--- Task to complete ---
Give all the records again, with no alterations.

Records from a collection
******

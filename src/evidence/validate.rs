//! Structural validation of an evidence envelope.

use super::hash::is_sha256_hex;
use super::model::EvidenceEnvelope;
use super::EvidenceError;

/// Checks every invariant required of a standalone envelope: all
/// sections present (enforced by the type itself once
/// deserialized, but re-checked here for callers who build one by
/// hand), a non-empty compliance reason whenever `compliance.ok` is
/// false, every declared provenance string field non-empty, and every
/// hash-shaped field matching the SHA-256 hex pattern.
pub fn validate(envelope: &EvidenceEnvelope) -> Result<(), EvidenceError> {
    if !envelope.boundary.compliance.ok && envelope.boundary.compliance.reason.is_empty() {
        return Err(EvidenceError::InvalidBoundary(
            "compliance.reason must be non-empty when compliance.ok is false".to_string(),
        ));
    }

    check_non_empty("provenance.run_id", &envelope.provenance.run_id)?;
    check_non_empty("provenance.orchestrator", &envelope.provenance.orchestrator)?;
    check_non_empty("provenance.runtime", &envelope.provenance.runtime)?;
    check_non_empty("provenance.model", &envelope.provenance.model)?;
    check_non_empty("provenance.phase", &envelope.provenance.phase)?;
    check_non_empty("provenance.role", &envelope.provenance.role)?;
    check_non_empty("provenance.source_issue_id", &envelope.provenance.source_issue_id)?;
    check_non_empty("provenance.artifact_id", &envelope.provenance.artifact_id)?;
    check_non_empty("provenance.contract_version", &envelope.provenance.contract_version)?;

    check_hash_field("provenance.hash", &envelope.provenance.hash)?;
    if let Some(prev) = &envelope.provenance.hash_prev {
        check_hash_field("provenance.hash_prev", prev)?;
    }
    check_hash_field("provenance.payload_digest", &envelope.provenance.payload_digest)?;
    if let Some(prompt_hash) = &envelope.provenance.prompt_hash {
        check_hash_field("provenance.prompt_hash", prompt_hash)?;
    }

    for source in &envelope.provenance.context_sources {
        if source.source_type.is_empty() {
            return Err(EvidenceError::InvalidProvenance(
                "context_sources entry has an empty type".to_string(),
            ));
        }
        if source.path.is_empty() {
            return Err(EvidenceError::InvalidProvenance(
                "context_sources entry has an empty path".to_string(),
            ));
        }
        check_hash_field("context_sources[].sha256", &source.sha256)?;
    }

    if envelope.provenance.hash_algorithm != "sha256" {
        return Err(EvidenceError::InvalidProvenance(format!(
            "unsupported hash_algorithm: {}",
            envelope.provenance.hash_algorithm
        )));
    }

    Ok(())
}

/// Requires a non-empty `pr_url` in [`super::model::Trace`]. Kept
/// separate from [`validate`] since not every envelope is expected to
/// carry a PR link (only ones past the publish phase are).
pub fn require_pr_url(envelope: &EvidenceEnvelope) -> Result<(), EvidenceError> {
    match &envelope.trace.pr_url {
        Some(url) if !url.is_empty() => Ok(()),
        _ => Err(EvidenceError::MissingPrUrl),
    }
}

fn check_non_empty(field: &str, value: &str) -> Result<(), EvidenceError> {
    if value.is_empty() {
        return Err(EvidenceError::InvalidProvenance(format!(
            "{field} must not be empty"
        )));
    }
    Ok(())
}

fn check_hash_field(field: &str, value: &str) -> Result<(), EvidenceError> {
    if value.is_empty() {
        return Ok(());
    }
    if !is_sha256_hex(value) {
        return Err(EvidenceError::HashFormat(format!(
            "{field} is not a 64-character lowercase hex SHA-256 digest: {value}"
        )));
    }
    Ok(())
}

******

--- Problem solution ---
filename src/evidence/validate.rs
//! Structural validation of an evidence envelope.

use super::hash::is_sha256_hex;
use super::model::EvidenceEnvelope;
use super::EvidenceError;

/// Checks every invariant required of a standalone envelope: all
/// sections present (enforced by the type itself once
/// deserialized, but re-checked here for callers who build one by
/// hand), a non-empty compliance reason whenever `compliance.ok` is
/// false, every declared provenance string field non-empty, and every
/// hash-shaped field matching the SHA-256 hex pattern.
pub fn validate(envelope: &EvidenceEnvelope) -> Result<(), EvidenceError> {
    if !envelope.boundary.compliance.ok && envelope.boundary.compliance.reason.is_empty() {
        return Err(EvidenceError::InvalidBoundary(
            "compliance.reason must be non-empty when compliance.ok is false".to_string(),
        ));
    }

    check_non_empty("provenance.run_id", &envelope.provenance.run_id)?;
    check_non_empty("provenance.orchestrator", &envelope.provenance.orchestrator)?;
    check_non_empty("provenance.runtime", &envelope.provenance.runtime)?;
    check_non_empty("provenance.model", &envelope.provenance.model)?;
    check_non_empty("provenance.phase", &envelope.provenance.phase)?;
    check_non_empty("provenance.role", &envelope.provenance.role)?;
    check_non_empty("provenance.source_issue_id", &envelope.provenance.source_issue_id)?;
    check_non_empty("provenance.artifact_id", &envelope.provenance.artifact_id)?;
    check_non_empty("provenance.contract_version", &envelope.provenance.contract_version)?;

    check_hash_field("provenance.hash", &envelope.provenance.hash)?;
    if let Some(prev) = &envelope.provenance.hash_prev {
        check_hash_field("provenance.hash_prev", prev)?;
    }
    check_hash_field("provenance.payload_digest", &envelope.provenance.payload_digest)?;
    if let Some(prompt_hash) = &envelope.provenance.prompt_hash {
        check_hash_field("provenance.prompt_hash", prompt_hash)?;
    }

    for source in &envelope.provenance.context_sources {
        if source.source_type.is_empty() {
            return Err(EvidenceError::InvalidProvenance(
                "context_sources entry has an empty type".to_string(),
            ));
        }
        if source.path.is_empty() {
            return Err(EvidenceError::InvalidProvenance(
                "context_sources entry has an empty path".to_string(),
            ));
        }
        check_hash_field("context_sources[].sha256", &source.sha256)?;
    }

    if envelope.provenance.hash_algorithm != "sha256" {
        return Err(EvidenceError::InvalidProvenance(format!(
            "unsupported hash_algorithm: {}",
            envelope.provenance.hash_algorithm
        )));
    }

    Ok(())
}

/// Requires a non-empty `pr_url` in [`super::model::Trace`]. Kept
/// separate from [`validate`] since not every envelope is expected to
/// carry a PR link (only ones past the publish phase are).
pub fn require_pr_url(envelope: &EvidenceEnvelope) -> Result<(), EvidenceError> {
    match &envelope.trace.pr_url {
        Some(url) if !url.is_empty() => Ok(()),
        _ => Err(EvidenceError::MissingPrUrl),
    }
}

fn check_non_empty(field: &str, value: &str) -> Result<(), EvidenceError> {
    if value.is_empty() {
        return Err(EvidenceError::InvalidProvenance(format!(
            "{field} must not be empty"
        )));
    }
    Ok(())
}

fn check_hash_field(field: &str, value: &str) -> Result<(), EvidenceError> {
    if value.is_empty() {
        return Ok(());
    }
    if !is_sha256_hex(value) {
        return Err(EvidenceError::HashFormat(format!(
            "{field} is not a 64-character lowercase hex SHA-256 digest: {value}"
        )));
    }
    Ok(())
}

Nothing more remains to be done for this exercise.